Little Necks & Matsutake


We are into a new year. Two thousand and nine should prove to be a memorable year for Sarah and myself. We are getting psyched for our upcoming wedding and are excited to welcome friends and family from abroad to British Columbia.

Our last trip to Hornby Island, back in December, was a return to humankind's hunter-gatherer roots. We hooked up with friends and hit the shore at approximately midnight for low tide and the gathering of oysters and the digging of clams. We left a serpetine trail of excavations behind us as we probed for the clams, called little necks. Pictured are horse clams, dug the previous night at Miracle Beach, south of Campbell River.


The man looking sifty in the background is Mark Sloan, a fungi aficionado. We ventured out with him, his lovely wife Megan, and friends to Hornby's Mount Geoffrey, elevation 350 metres, to wander the forest hunting mushrooms, walk off our hangovers and view the view. We discovered patches of chanterelle and hedgehog mushrooms with Mark's guidance and identifying eye. As we returned back down the mountain along a wider, well-used trail, a clump of white at the edge caught our attention. We bent closer and breathed in the pungent odour of Tricholoma magnivelare, commonly known as the pine mushroom. The Japanese call the mushroom Masutake; it is a delicacy for which the Japanese pay premium prices. Early season Japanese Matsutake can be worth US$2000 a kilogram. The mushrooms we found were a combination of qualities, with decay occuring in the older specimens. The largest is pictured, an umbrella of a mushroom.

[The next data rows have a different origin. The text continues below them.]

//! Function catalog and dispatcher.
//!
//! The catalog holds the functions the model may call. Each entry pairs a
//! [`FunctionDeclaration`] (what the model sees) with a [`FunctionHandler`]
//! (what runs). Dispatch validates the model's raw argument text against the
//! declaration before the handler is invoked.
//!
//! Models sometimes decorate the name they return (`functions.ShowChart`);
//! [`reconcile_name`] maps such names back onto a declared one.

mod builtin;

use std::path::PathBuf;
use std::sync::Arc;

use anyhow::bail;
use serde_json::Value;
use tracing::info;

use crate::error::DispatchError;
use crate::models::{FunctionDeclaration, ParameterSchema, PropertySchema};
use crate::traits::{FunctionContext, FunctionHandler, ImageGenerator};

pub use builtin::{LoadData, ShowChart, VisualizeObject};

/// Result of a successful dispatch.
#[derive(Debug, Clone, PartialEq)]
pub struct DispatchOutcome {
    /// `"Function <name> called"`.
    pub status: String,
    /// Text fed back to the model.
    pub result: String,
}

/// Registry of callable functions.
pub struct FunctionCatalog {
    handlers: Vec<Box<dyn FunctionHandler>>,
    declarations: Vec<FunctionDeclaration>,
}

impl FunctionCatalog {
    /// Create an empty catalog.
    pub fn new() -> Self {
        Self {
            handlers: Vec::new(),
            declarations: Vec::new(),
        }
    }

    /// Catalog with chart, image, and data lookup functions.
    pub fn with_builtins(images: Arc<dyn ImageGenerator>, data_file: PathBuf) -> Self {
        let mut catalog = Self::new();
        catalog.handlers.push(Box::new(ShowChart));
        catalog.handlers.push(Box::new(VisualizeObject::new(images)));
        catalog.handlers.push(Box::new(LoadData::new(data_file)));
        catalog.declarations = catalog.handlers.iter().map(|h| h.declaration()).collect();
        catalog
    }

    /// Register a function. Names must be unique.
    pub fn declare(&mut self, handler: Box<dyn FunctionHandler>) -> anyhow::Result<()> {
        let declaration = handler.declaration();
        if declaration.name.trim().is_empty() {
            bail!("Function name must not be empty");
        }
        if self.find(&declaration.name).is_some() {
            bail!("Function {} is already declared", declaration.name);
        }
        self.declarations.push(declaration);
        self.handlers.push(handler);
        Ok(())
    }

    pub fn declarations(&self) -> &[FunctionDeclaration] {
        &self.declarations
    }

    pub fn find(&self, name: &str) -> Option<&dyn FunctionHandler> {
        self.declarations
            .iter()
            .position(|d| d.name == name)
            .map(|i| self.handlers[i].as_ref())
    }

    pub fn is_empty(&self) -> bool {
        self.handlers.is_empty()
    }

    pub fn len(&self) -> usize {
        self.handlers.len()
    }

    /// Validate `arguments` and run the named handler.
    pub async fn dispatch(
        &self,
        name: &str,
        arguments: &str,
        ctx: &mut FunctionContext,
    ) -> Result<DispatchOutcome, DispatchError> {
        let index = self
            .declarations
            .iter()
            .position(|d| d.name == name)
            .ok_or_else(|| DispatchError::UnknownFunction(name.to_string()))?;

        let value = parse_arguments(name, arguments)?;
        validate_arguments(&self.declarations[index], &value)?;

        let result = self.handlers[index].call(&value, ctx).await?;
        info!(function = name, "function dispatched");
        Ok(DispatchOutcome {
            status: format!("Function {} called", name),
            result,
        })
    }
}

impl Default for FunctionCatalog {
    fn default() -> Self {
        Self::new()
    }
}

/// Map a model-returned name onto a declared one.
///
/// An exact match wins; otherwise the longest declared name contained in
/// `returned` is chosen.
pub fn reconcile_name<'a>(
    declarations: &'a [FunctionDeclaration],
    returned: &str,
) -> Option<&'a str> {
    if let Some(exact) = declarations.iter().find(|d| d.name == returned) {
        return Some(&exact.name);
    }
    declarations
        .iter()
        .filter(|d| !d.name.is_empty() && returned.contains(d.name.as_str()))
        .max_by_key(|d| d.name.len())
        .map(|d| d.name.as_str())
}

/// Placeholder declaration sent when no functions are offered.
pub fn stub_declaration() -> FunctionDeclaration {
    FunctionDeclaration {
        name: "Noname".to_string(),
        description: None,
        parameters: ParameterSchema::default().property("stub", PropertySchema::new("string"), false),
    }
}

fn parse_arguments(name: &str, arguments: &str) -> Result<Value, DispatchError> {
    if arguments.trim().is_empty() {
        return Ok(Value::Object(Default::default()));
    }
    serde_json::from_str(arguments).map_err(|e| DispatchError::InvalidArguments {
        function: name.to_string(),
        reason: format!("arguments are not valid JSON: {}", e),
    })
}

/// Check `value` against the declaration's parameter schema.
pub fn validate_arguments(
    declaration: &FunctionDeclaration,
    value: &Value,
) -> Result<(), DispatchError> {
    let invalid = |reason: String| DispatchError::InvalidArguments {
        function: declaration.name.clone(),
        reason,
    };

    let object = value
        .as_object()
        .ok_or_else(|| invalid("arguments must be a JSON object".to_string()))?;

    for required in &declaration.parameters.required {
        match object.get(required) {
            None | Some(Value::Null) => {
                return Err(invalid(format!("missing required field '{}'", required)))
            }
            Some(_) => {}
        }
    }

    for (field, field_value) in object {
        if field_value.is_null() {
            continue;
        }
        if let Some(schema) = declaration.parameters.properties.get(field) {
            check_value(schema, field_value).map_err(|e| invalid(format!("field '{}' {}", field, e)))?;
        }
    }
    Ok(())
}

fn check_value(schema: &PropertySchema, value: &Value) -> Result<(), String> {
    let matches = match schema.kind.as_str() {
        "string" => value.is_string(),
        "number" => value.is_number(),
        "integer" => value.is_i64() || value.is_u64(),
        "boolean" => value.is_boolean(),
        "object" => value.is_object(),
        "array" => value.is_array(),
        _ => true,
    };
    if !matches {
        return Err(format!("must be of type {}", schema.kind));
    }

    if let (Some(allowed), Some(text)) = (&schema.allowed, value.as_str()) {
        if !allowed.iter().any(|a| a == text) {
            return Err(format!("must be one of {}", allowed.join(", ")));
        }
    }

    if let (Some(items), Some(elements)) = (&schema.items, value.as_array()) {
        for (i, element) in elements.iter().enumerate() {
            check_value(items, element).map_err(|e| format!("item {} {}", i, e))?;
        }
    }
    Ok(())
}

We left Campbell River over the Christmas-New Year period and spent our time in Vancouver. We rented snow shoes from Mountain Equipment Co-op (MEC), a ubiquitously Canadian symbol, and journeyed north to Squamish and our friends Trish and Regan. We snow-shoed with them along a trail in Garibaldi Provincial Park - my first experience of snow shoes. Snow fell throughout the hike.

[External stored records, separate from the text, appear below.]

//! Speech capture and playback.
//!
//! - [`SpeechToText`] pulls frames from an [`AudioSource`] into a
//!   [`Recognizer`] until the speaker goes quiet or a frame budget runs out.
//! - [`PlaybackWorker`] speaks queued text on a dedicated thread so callers
//!   never block on audio output.

use std::process::Command;
use std::sync::mpsc;
use std::thread::{self, JoinHandle};
use std::time::{Duration, Instant};

use anyhow::{bail, Context, Result};
use tracing::{debug, error, warn};

use crate::config::SpeechConfig;
use crate::traits::{AudioSource, Recognizer, Speaker};

/// How long [`PlaybackWorker::stop`] waits for the worker to exit.
pub const STOP_WAIT: Duration = Duration::from_secs(1);

pub struct SpeechToText {
    time_limit: Duration,
    max_silent_frames: usize,
}

impl Default for SpeechToText {
    fn default() -> Self {
        Self::new(Duration::from_secs(5), 100)
    }
}

impl SpeechToText {
    pub fn new(time_limit: Duration, max_silent_frames: usize) -> Self {
        Self {
            time_limit,
            max_silent_frames,
        }
    }

    /// Capture one utterance. Recognized fragments are joined with single
    /// spaces; any failure yields an empty string.
    ///
    /// The time limit restarts whenever a fragment is recognized, so capture
    /// ends after `time_limit` of silence or after the frame budget is spent.
    pub fn listen(&self, source: &mut dyn AudioSource, recognizer: &mut dyn Recognizer) -> String {
        match self.capture(source, recognizer) {
            Ok(text) => {
                debug!(text = %text, "speech recognized");
                text
            }
            Err(e) => {
                error!(error = %e, "speech recognition failed");
                String::new()
            }
        }
    }

    fn capture(&self, source: &mut dyn AudioSource, recognizer: &mut dyn Recognizer) -> Result<String> {
        let mut started = Instant::now();
        let mut unrecognized = 0;
        let mut fragments: Vec<String> = Vec::new();

        while started.elapsed() < self.time_limit && unrecognized < self.max_silent_frames {
            let Some(frame) = source.read_frame()? else {
                break;
            };
            match recognizer.accept(&frame)? {
                Some(text) => {
                    push_fragment(&mut fragments, &text);
                    started = Instant::now();
                }
                None => unrecognized += 1,
            }
        }

        push_fragment(&mut fragments, &recognizer.finish()?);
        Ok(fragments.join(" "))
    }
}

fn push_fragment(fragments: &mut Vec<String>, text: &str) {
    let text = text.trim();
    if !text.is_empty() {
        fragments.push(text.to_string());
    }
}

enum PlaybackCommand {
    Speak(String),
    Stop,
}

/// Background text-to-speech queue.
pub struct PlaybackWorker {
    queue: mpsc::Sender<PlaybackCommand>,
    finished: mpsc::Receiver<()>,
    handle: Option<JoinHandle<()>>,
}

impl PlaybackWorker {
    pub fn spawn(mut speaker: Box<dyn Speaker>) -> Result<Self> {
        let (queue, commands) = mpsc::channel::<PlaybackCommand>();
        let (done, finished) = mpsc::channel();

        let handle = thread::Builder::new()
            .name("playback".to_string())
            .spawn(move || {
                for command in commands {
                    match command {
                        PlaybackCommand::Speak(text) => {
                            if let Err(e) = speaker.speak(&text) {
                                error!(error = %e, "playback failed");
                            }
                        }
                        PlaybackCommand::Stop => break,
                    }
                }
                let _ = done.send(());
            })
            .context("Failed to start playback thread")?;

        Ok(Self {
            queue,
            finished,
            handle: Some(handle),
        })
    }

    /// Queue `text` for playback. Empty text is ignored. Returns whether
    /// the text was queued.
    pub fn play(&self, text: &str) -> bool {
        if text.trim().is_empty() {
            return false;
        }
        self.queue
            .send(PlaybackCommand::Speak(text.to_string()))
            .is_ok()
    }

    /// Ask the worker to exit after the queued text and wait at most
    /// [`STOP_WAIT`]. Returns whether it exited in time; otherwise the
    /// thread is left to finish on its own.
    pub fn stop(mut self) -> bool {
        let _ = self.queue.send(PlaybackCommand::Stop);
        match self.finished.recv_timeout(STOP_WAIT) {
            Ok(()) | Err(mpsc::RecvTimeoutError::Disconnected) => {
                if let Some(handle) = self.handle.take() {
                    let _ = handle.join();
                }
                true
            }
            Err(mpsc::RecvTimeoutError::Timeout) => {
                warn!("playback worker did not stop in time");
                false
            }
        }
    }
}

/// Speaks through an external program such as `espeak` or `say`; the text
/// is passed as the last argument.
pub struct CommandSpeaker {
    program: String,
    args: Vec<String>,
}

impl CommandSpeaker {
    pub fn new(program: &str, args: &[String]) -> Self {
        Self {
            program: program.to_string(),
            args: args.to_vec(),
        }
    }

    pub fn from_config(config: &SpeechConfig) -> Option<Self> {
        config
            .is_enabled()
            .then(|| Self::new(config.command.trim(), &config.args))
    }
}

impl Speaker for CommandSpeaker {
    fn speak(&mut self, text: &str) -> Result<()> {
        let status = Command::new(&self.program)
            .args(&self.args)
            .arg(text)
            .status()
            .with_context(|| format!("Failed to run {}", self.program))?;
        if !status.success() {
            bail!("{} exited with {}", self.program, status);
        }
        Ok(())
    }
}
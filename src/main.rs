//! # Desk Assist CLI (`assist`)
//!
//! Command-line front end for the assistant core. It stands in for the
//! desktop window: every command maps onto one public operation of
//! [`desk_assist::assistant::Assistant`].
//!
//! ## Usage
//!
//! ```bash
//! assist --config ./config/assist.toml <command>
//! ```
//!
//! ## Commands
//!
//! | Command | Description |
//! |---------|-------------|
//! | `assist init` | Create (or open) the index store |
//! | `assist ask "<prompt>"` | Answer one prompt |
//! | `assist chat` | Answer prompts read from stdin, keeping history |
//! | `assist ingest <folder/pattern>` | Load local documents into the index |
//! | `assist ingest --url <url>` | Crawl a site into the index |
//! | `assist query "<question>"` | Answer from the index alone |
//! | `assist reset` | Remove every record of the collection |
//! | `assist models` | List model ids offered by the API |
//!
//! Logs go to stderr and are filtered with `RUST_LOG`.

use std::io::{self, BufRead, Write};
use std::path::{Path, PathBuf};

use anyhow::{bail, Context, Result};
use clap::{Args, Parser, Subcommand};
use tracing_subscriber::EnvFilter;

use desk_assist::assistant::{AskOptions, Assistant, AssistantReply};
use desk_assist::config::{self, Config};
use desk_assist::speech::CommandSpeaker;

/// Desk Assist CLI: a function-calling LLM assistant with a local retrieval
/// index.
#[derive(Parser)]
#[command(name = "assist", version, about = "Desk Assist: LLM assistant with functions and retrieval")]
struct Cli {
    /// Path to configuration file (TOML).
    ///
    /// A missing file is not an error at the default location; built-in
    /// defaults are used instead.
    #[arg(long, global = true, default_value = "./config/assist.toml")]
    config: PathBuf,

    #[command(subcommand)]
    command: Commands,
}

#[derive(Subcommand)]
enum Commands {
    /// Create the index store if needed and report its size.
    Init,

    /// Answer a single prompt.
    Ask {
        prompt: String,
        #[command(flatten)]
        flags: PromptFlags,
        /// Continue the previous conversation.
        #[arg(long)]
        keep_history: bool,
        /// Write a chart or generated image to this file.
        #[arg(long)]
        image_out: Option<PathBuf>,
        /// Use this model instead of the configured one.
        #[arg(long)]
        model: Option<String>,
        /// Sampling temperature in [0, 1].
        #[arg(long)]
        temperature: Option<f32>,
    },

    /// Read prompts from stdin, one per line, keeping history.
    Chat {
        #[command(flatten)]
        flags: PromptFlags,
    },

    /// Load documents into the index.
    ///
    /// LOCATION is a folder, or a folder followed by a glob, e.g.
    /// `./docs/**/*.md`.
    Ingest {
        #[arg(required_unless_present = "url", conflicts_with = "url")]
        location: Option<String>,
        /// Crawl this site instead of reading files.
        #[arg(long)]
        url: Option<String>,
        /// Link depth to follow from the root page.
        #[arg(long, requires = "url")]
        max_depth: Option<usize>,
    },

    /// Answer a question from the index alone.
    Query { question: String },

    /// Remove every record of the configured collection.
    Reset {
        /// Skip the confirmation prompt.
        #[arg(long)]
        yes: bool,
    },

    /// List the models available to the API key.
    Models,
}

#[derive(Args)]
struct PromptFlags {
    /// Let the model call functions.
    #[arg(long)]
    functions: bool,
    /// Try the retrieval index first.
    #[arg(long)]
    context: bool,
    /// Speak plain answers with the configured speech command.
    #[arg(long)]
    speak: bool,
}

fn init_tracing() {
    let filter = EnvFilter::try_from_default_env()
        .unwrap_or_else(|_| EnvFilter::new("warn,desk_assist=info"));
    tracing_subscriber::fmt()
        .with_env_filter(filter)
        .with_writer(io::stderr)
        .init();
}

fn load(path: &Path) -> Result<Config> {
    if !path.exists() && path == Path::new("./config/assist.toml") {
        tracing::debug!("no config file, using defaults");
        return Ok(Config::default());
    }
    config::load_config(path)
}

fn enable_speech(assistant: &mut Assistant, config: &Config) -> Result<()> {
    match CommandSpeaker::from_config(&config.speech) {
        Some(speaker) => assistant.enable_voice(Box::new(speaker)),
        None => bail!("Speech is not configured, set [speech].command"),
    }
}

fn print_reply(reply: &AssistantReply) {
    if !reply.response.is_empty() {
        println!("{}", reply.response.trim_end());
    }
    eprintln!("{}", reply.status);
}

fn confirm(question: &str) -> Result<bool> {
    print!("{} [y/N] ", question);
    io::stdout().flush()?;
    let mut answer = String::new();
    io::stdin().lock().read_line(&mut answer)?;
    Ok(matches!(answer.trim().to_lowercase().as_str(), "y" | "yes"))
}

#[tokio::main]
async fn main() -> Result<()> {
    init_tracing();
    let cli = Cli::parse();
    let cfg = load(&cli.config)?;
    let mut assistant = Assistant::from_config(&cfg)?;

    match cli.command {
        Commands::Init => {
            let count = assistant
                .open_index()
                .await
                .map_err(|e| anyhow::anyhow!("Storage error: {}", e))?;
            println!("Storage initialized, loaded {} pages", count);
        }
        Commands::Ask {
            prompt,
            flags,
            keep_history,
            image_out,
            model,
            temperature,
        } => {
            if let Some(model) = model {
                assistant.set_model(&model).await?;
            }
            if let Some(temperature) = temperature {
                assistant.set_temperature(temperature)?;
            }
            if flags.speak {
                enable_speech(&mut assistant, &cfg)?;
            }

            let options = AskOptions {
                use_context: flags.context,
                use_functions: flags.functions,
                keep_history,
                speak: flags.speak,
            };
            let reply = assistant.ask(&prompt, options).await;
            print_reply(&reply);

            match (image_out, &reply.image) {
                (Some(path), Some(image)) => {
                    std::fs::write(&path, image)
                        .with_context(|| format!("Failed to write {}", path.display()))?;
                    eprintln!("Image written to {}", path.display());
                }
                (Some(_), None) => eprintln!("No image produced"),
                _ => {}
            }
        }
        Commands::Chat { flags } => {
            if flags.speak {
                enable_speech(&mut assistant, &cfg)?;
            }
            let options = AskOptions {
                use_context: flags.context,
                use_functions: flags.functions,
                keep_history: true,
                speak: flags.speak,
            };
            for line in io::stdin().lock().lines() {
                let line = line?;
                match line.trim() {
                    "exit" | "quit" => break,
                    "" => continue,
                    prompt => print_reply(&assistant.ask(prompt, options).await),
                }
            }
        }
        Commands::Ingest {
            location,
            url,
            max_depth,
        } => {
            let result = match (location, url) {
                (_, Some(url)) => assistant.ingest_url(&url, max_depth).await,
                (Some(location), None) => assistant.ingest_folder(&location).await,
                (None, None) => bail!("Either a location or --url is required"),
            };
            match result {
                Ok(added) => println!("Loaded {} page(s)", added),
                Err(e) => bail!("Storage error: {}", e),
            }
        }
        Commands::Query { question } => {
            let answer = assistant.query_index(&question).await?;
            println!("{}", answer.answer);
            if !answer.sources.is_empty() {
                println!("Sources: {}", answer.sources);
            }
            eprintln!("{} token(s) used", answer.tokens_used);
        }
        Commands::Reset { yes } => {
            if !yes && !confirm("Remove every record from the index?")? {
                println!("Reset cancelled");
                return Ok(());
            }
            let removed = assistant
                .reset_index()
                .await
                .map_err(|e| anyhow::anyhow!("Storage error: {}", e))?;
            println!("Reset is complete, {} record(s) removed", removed);
        }
        Commands::Models => {
            for model in assistant.available_models().await? {
                println!("{}", model);
            }
        }
    }

    assistant.disable_voice();
    Ok(())
}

After the New Year celebrations we headed up to Cypress Provincial Park, situated on the North Shore of Greater Vancouver. We met friends and followed a trail to higher elevations, with views of Vancouver to the south, Vancouver Island to the west, Howe Sound to the northwest, and the Lions - a signature pair of peaks overlooking the city - to the north.

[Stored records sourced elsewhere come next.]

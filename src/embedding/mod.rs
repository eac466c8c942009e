//! Embedding provider abstraction and implementations.
//!
//! Defines the [`EmbeddingProvider`] trait and concrete implementations:
//! - **[`DisabledProvider`]**: returns errors; used when embeddings are not configured.
//! - **[`OpenAIProvider`]**: calls the OpenAI embeddings API in batches through the gateway.
//! - **[`OllamaProvider`]**: calls a local Ollama instance's `/api/embed` endpoint.
//!
//! Also provides vector utilities for the SQLite store:
//! - [`cosine_similarity`]: compute similarity between two embedding vectors
//! - [`vec_to_blob`]: encode a `Vec<f32>` as little-endian bytes for SQLite BLOB storage
//! - [`blob_to_vec`]: decode a SQLite BLOB back into a `Vec<f32>`
//!
//! Retries follow the shared [`RetryPolicy`](crate::gateway::RetryPolicy), so
//! embedding calls back off exactly like chat completions.

use std::sync::Arc;
use std::time::Duration;

use anyhow::bail;
use async_trait::async_trait;
use serde_json::json;

use crate::config::Config;
use crate::error::GatewayError;
use crate::gateway::{self, RetryPolicy};
use crate::openai::OpenAiClient;

/// Turns text into vectors.
///
/// The model name is recorded with every collection, so two providers with
/// the same name must produce compatible vectors.
#[async_trait]
pub trait EmbeddingProvider: Send + Sync {
    /// Returns the model identifier (e.g. `"text-embedding-3-small"`).
    fn model_name(&self) -> &str;

    /// Embed a batch of texts. Returns one vector per input, in order.
    async fn embed(&self, texts: &[String]) -> Result<Vec<Vec<f32>>, GatewayError>;
}

/// Embed a single query text.
pub async fn embed_query(
    provider: &dyn EmbeddingProvider,
    text: &str,
) -> Result<Vec<f32>, GatewayError> {
    provider
        .embed(&[text.to_string()])
        .await?
        .into_iter()
        .next()
        .ok_or_else(|| GatewayError::InvalidResponse("Empty embedding response".into()))
}

// ============ Disabled Provider ============

/// A no-op embedding provider that always returns errors.
pub struct DisabledProvider;

#[async_trait]
impl EmbeddingProvider for DisabledProvider {
    fn model_name(&self) -> &str {
        "disabled"
    }

    async fn embed(&self, _texts: &[String]) -> Result<Vec<Vec<f32>>, GatewayError> {
        Err(GatewayError::InvalidRequest(
            "Embedding provider is disabled".into(),
        ))
    }
}

// ============ OpenAI Provider ============

/// Embedding provider using the OpenAI `POST /embeddings` endpoint.
pub struct OpenAIProvider {
    client: OpenAiClient,
    model: String,
    batch_size: usize,
    timeout: Duration,
}

impl OpenAIProvider {
    pub fn new(client: OpenAiClient, model: &str, batch_size: usize, timeout: Duration) -> Self {
        Self {
            client,
            model: model.to_string(),
            batch_size: batch_size.max(1),
            timeout,
        }
    }
}

#[async_trait]
impl EmbeddingProvider for OpenAIProvider {
    fn model_name(&self) -> &str {
        &self.model
    }

    async fn embed(&self, texts: &[String]) -> Result<Vec<Vec<f32>>, GatewayError> {
        let mut vectors = Vec::with_capacity(texts.len());
        let mut tokens = 0;
        for batch in texts.chunks(self.batch_size) {
            let (batch_vectors, used) = self
                .client
                .embeddings(&self.model, batch, self.timeout)
                .await?;
            tokens += used;
            vectors.extend(batch_vectors);
        }
        tracing::debug!(model = %self.model, texts = texts.len(), tokens, "embedded batch");
        Ok(vectors)
    }
}

// ============ Ollama Provider ============

/// Embedding provider using a local Ollama instance.
///
/// Calls `POST /api/embed` on the configured URL. Requires Ollama to be
/// running with an embedding model pulled (e.g. `ollama pull nomic-embed-text`).
pub struct OllamaProvider {
    http: reqwest::Client,
    url: String,
    model: String,
    batch_size: usize,
    timeout: Duration,
    policy: RetryPolicy,
}

impl OllamaProvider {
    pub fn new(url: &str, model: &str, batch_size: usize, timeout: Duration, policy: RetryPolicy) -> Self {
        Self {
            http: reqwest::Client::new(),
            url: url.trim_end_matches('/').to_string(),
            model: model.to_string(),
            batch_size: batch_size.max(1),
            timeout,
            policy,
        }
    }

    async fn embed_batch(&self, texts: &[String]) -> Result<Vec<Vec<f32>>, GatewayError> {
        let body = json!({ "model": self.model, "input": texts });
        let endpoint = format!("{}/api/embed", self.url);
        let json = gateway::invoke(&self.policy, "ollama embed", |_| {
            gateway::send_json(self.http.post(&endpoint).timeout(self.timeout).json(&body))
        })
        .await?;
        parse_ollama_response(&json, texts.len())
    }
}

#[async_trait]
impl EmbeddingProvider for OllamaProvider {
    fn model_name(&self) -> &str {
        &self.model
    }

    async fn embed(&self, texts: &[String]) -> Result<Vec<Vec<f32>>, GatewayError> {
        let mut vectors = Vec::with_capacity(texts.len());
        for batch in texts.chunks(self.batch_size) {
            vectors.extend(self.embed_batch(batch).await?);
        }
        Ok(vectors)
    }
}

fn parse_ollama_response(
    json: &serde_json::Value,
    expected: usize,
) -> Result<Vec<Vec<f32>>, GatewayError> {
    let embeddings = json
        .get("embeddings")
        .and_then(|e| e.as_array())
        .ok_or_else(|| {
            GatewayError::InvalidResponse("Invalid Ollama response: missing embeddings array".into())
        })?;

    let mut result = Vec::with_capacity(embeddings.len());
    for embedding in embeddings {
        let vec: Vec<f32> = embedding
            .as_array()
            .ok_or_else(|| {
                GatewayError::InvalidResponse("Invalid Ollama response: embedding is not an array".into())
            })?
            .iter()
            .map(|v| v.as_f64().unwrap_or(0.0) as f32)
            .collect();
        result.push(vec);
    }

    if result.len() != expected {
        return Err(GatewayError::InvalidResponse(format!(
            "Invalid Ollama response: expected {} embeddings, got {}",
            expected,
            result.len()
        )));
    }
    Ok(result)
}

/// Create the configured embedding provider.
pub fn create_provider(config: &Config) -> anyhow::Result<Arc<dyn EmbeddingProvider>> {
    let embedding = &config.embedding;
    let timeout = Duration::from_secs(embedding.timeout_secs);
    match embedding.provider.as_str() {
        "disabled" => Ok(Arc::new(DisabledProvider)),
        "openai" => {
            let client = OpenAiClient::from_config(config)?;
            Ok(Arc::new(OpenAIProvider::new(
                client,
                &embedding.model,
                embedding.batch_size,
                timeout,
            )))
        }
        "ollama" => Ok(Arc::new(OllamaProvider::new(
            &embedding.url,
            &embedding.model,
            embedding.batch_size,
            timeout,
            RetryPolicy::from_config(&config.retry),
        ))),
        other => bail!("Unknown embedding provider: {}", other),
    }
}

/// Encode a float vector as a BLOB (little-endian f32 bytes).
///
/// ```rust
/// use desk_assist::embedding::{vec_to_blob, blob_to_vec};
///
/// let v = vec![0.5f32, -1.0];
/// assert_eq!(blob_to_vec(&vec_to_blob(&v)), v);
/// ```
pub fn vec_to_blob(vec: &[f32]) -> Vec<u8> {
    vec.iter().flat_map(|v| v.to_le_bytes()).collect()
}

/// Decode a BLOB back into a float vector.
pub fn blob_to_vec(blob: &[u8]) -> Vec<f32> {
    blob.chunks_exact(4)
        .map(|chunk| f32::from_le_bytes([chunk[0], chunk[1], chunk[2], chunk[3]]))
        .collect()
}

/// Compute cosine similarity between two embedding vectors.
///
/// Returns `0.0` for empty vectors or vectors of different lengths.
pub fn cosine_similarity(a: &[f32], b: &[f32]) -> f32 {
    if a.len() != b.len() || a.is_empty() {
        return 0.0;
    }

    let (dot, norm_a, norm_b) = a
        .iter()
        .zip(b)
        .fold((0.0f32, 0.0f32, 0.0f32), |(d, na, nb), (x, y)| {
            (d + x * y, na + x * x, nb + y * y)
        });

    let denom = norm_a.sqrt() * norm_b.sqrt();
    if denom < f32::EPSILON {
        return 0.0;
    }
    dot / denom
}

/// Scale a vector to unit length. Zero vectors are returned unchanged.
pub fn normalize(vec: &[f32]) -> Vec<f32> {
    let norm = vec.iter().map(|v| v * v).sum::<f32>().sqrt();
    if norm < f32::EPSILON {
        return vec.to_vec();
    }
    vec.iter().map(|v| v / norm).collect()
}

#[cfg(test)]
mod tests {
    use super::*;

    #[test]
    fn test_cosine_identical_and_orthogonal() {
        assert!((cosine_similarity(&[1.0, 2.0], &[1.0, 2.0]) - 1.0).abs() < 1e-6);
        assert_eq!(cosine_similarity(&[1.0, 0.0], &[0.0, 1.0]), 0.0);
    }

    #[test]
    fn test_cosine_mismatched_lengths() {
        assert_eq!(cosine_similarity(&[1.0], &[1.0, 0.0]), 0.0);
        assert_eq!(cosine_similarity(&[], &[]), 0.0);
    }

    #[test]
    fn test_blob_roundtrip_preserves_bits() {
        let v = vec![f32::MIN_POSITIVE, -0.0, 3.25];
        assert_eq!(vec_to_blob(&v).len(), 12);
        assert_eq!(blob_to_vec(&vec_to_blob(&v)), v);
    }

    #[test]
    fn test_normalize_unit_length() {
        let n = normalize(&[3.0, 4.0]);
        assert!((n[0] - 0.6).abs() < 1e-6);
        assert!((n[1] - 0.8).abs() < 1e-6);
        assert_eq!(normalize(&[0.0, 0.0]), vec![0.0, 0.0]);
    }

    #[tokio::test]
    async fn test_disabled_provider_errors() {
        let err = DisabledProvider.embed(&["x".to_string()]).await.unwrap_err();
        assert!(err.to_string().contains("disabled"));
    }

    #[test]
    fn test_parse_ollama_counts() {
        let json = json!({"embeddings": [[0.1, 0.2], [0.3, 0.4]]});
        assert_eq!(parse_ollama_response(&json, 2).unwrap().len(), 2);
        assert!(parse_ollama_response(&json, 3).is_err());
    }
}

We ate lunch, a bento box of Shogatsu leftovers, watched closely by a pair of large, glossy black ravens, and pestered by a number of gray jays. The gray jay is colloquially known as meat bird, camp robber, venison-hawk, moose-bird and whiskeyjack (a corruption of an aboriginal name, Wisakedjak, for a mischievous trickster). The jays flitted amongst our group, living up to their reputation as they attempted to steal food from the hand or mouth. They were bold and incorrigible.


Vancouver from Cypress Provincial Park, looking southeast. The Lions Gate Bridge crosses from North Vancouver to Stanley Park and the downtown. Note the section of white snow in Stanley Park, a result of the extreme windstorms of last winter and the havoc they wrought amongst the park's trees.